Imagine yourself at dinner with a group of former co-workers at the company you left ten years ago. You left that life to blog, travel, and surf in Costa Rica. They stayed on in the toxic, political cesspool that was your former company.
How would you feel if several of them had been promoted several times, and were making mid-six or even seven-figure salaries? Would you try to probe for signs of stress, burnout, or regret? Would you find yourself trying to validate your decision?
This recently happened to me. Someone who used to work for me rose to a very senior position, was only working moderately crazy hours, had a work-life balance, and was pulling in a boatload of cash.
That could have been me… no scratch that, it could not have been me. He had a way with people (his license plate says “Schmoozer”) that I never had, so he deserves to be where he is, whereas I do not. Would you feel the same way when encountering spectacularly successful former co-workers?

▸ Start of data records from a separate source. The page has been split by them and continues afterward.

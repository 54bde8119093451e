//! lmi-jobs CLI: inspect a profile's persisted jobs.
//!
//! Logging: set `RUST_LOG=lmi_jobs=debug` (or pass `--verbose`) for details on stderr.

mod cli;

use anyhow::{Context, bail};
use clap::Parser;
use tracing_subscriber::EnvFilter;

use lmi_jobs::config::load_runtime_settings;
use lmi_jobs::{JobManagerConfig, JobStorage};

use crate::cli::{Cli, Command};

fn main() -> anyhow::Result<()> {
    let cli = Cli::parse();

    let filter = EnvFilter::try_from_default_env().unwrap_or_else(|_| {
        EnvFilter::new(if cli.verbose {
            "lmi_jobs=debug"
        } else {
            "lmi_jobs=info"
        })
    });
    let _ = tracing_subscriber::fmt()
        .with_env_filter(filter)
        .with_writer(std::io::stderr)
        .try_init();

    let settings = load_runtime_settings(cli.conf.as_deref());
    let storage_for = |profile: &str| {
        let config = JobManagerConfig::from_settings(profile, &settings);
        let root = cli.storage_root.clone().unwrap_or(config.storage_root);
        JobStorage::for_profile(&root, profile)
    };

    match &cli.command {
        Command::List { profile } => {
            let storage = storage_for(profile);
            let jobs = storage.load_all()?;
            if jobs.is_empty() {
                println!("no persisted jobs in {}", storage.dir().display());
                return Ok(());
            }
            println!(
                "{:>6}  {:<28}  {:<10}  {:>8}  {:>4}  NAME",
                "NUMBER", "TYPE", "STATE", "PRIORITY", "%"
            );
            for job in jobs {
                println!(
                    "{:>6}  {:<28}  {:<10}  {:>8}  {:>4}  {}",
                    job.number,
                    job.job_type.to_string(),
                    job.state.to_string(),
                    job.priority,
                    job.percent_complete,
                    job.name
                );
            }
            Ok(())
        }
        Command::Show { profile, number } => {
            let storage = storage_for(profile);
            let Some(file) = storage.list()?.into_iter().find(|f| f.number == *number) else {
                bail!("job {number} not found in {}", storage.dir().display());
            };
            let job = storage.load(&file)?;
            let json = serde_json::to_string_pretty(&job).context("failed to render job")?;
            println!("{json}");
            Ok(())
        }
    }
}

Now back to the Financial Panther.
He has 15,000 followers on Twitter and an awe-inspiring website. He seems, for someone that has retired early, like a pretty successful RE-er. However, he claims that he has only made $600,000 in the last ten years. Conservatively, I would double that to include income from his blog, and assume $1,200,000 in 10 years.
A fast Google search indicates that the average (equity and non-equity) partner at a top (top 100-350 in the U.S.) law firm makes $877k per year. If you took this salary and lived a FIRE (or semi-FIRE) lifestyle for ten years, I would imagine you’d be worth at least $5-$10m. Financial Panther pegs his net worth at $177k.
Now, admittedly, this is apples to oranges, and it would be more appropriate to see where Financial Panther is in 10 years (he’d probably just be starting as a partner right now). But you have to admit that the difference is stark.
Now there’s nothing wrong with forgoing a potential eight-figure net worth to walk dogs and deliver Uber eats. There are many psychic, emotional, and even physical advantages to the latter. But you should at least enter a significant life choice like this with your eyes wide open to the opportunity cost, both immediate and long term.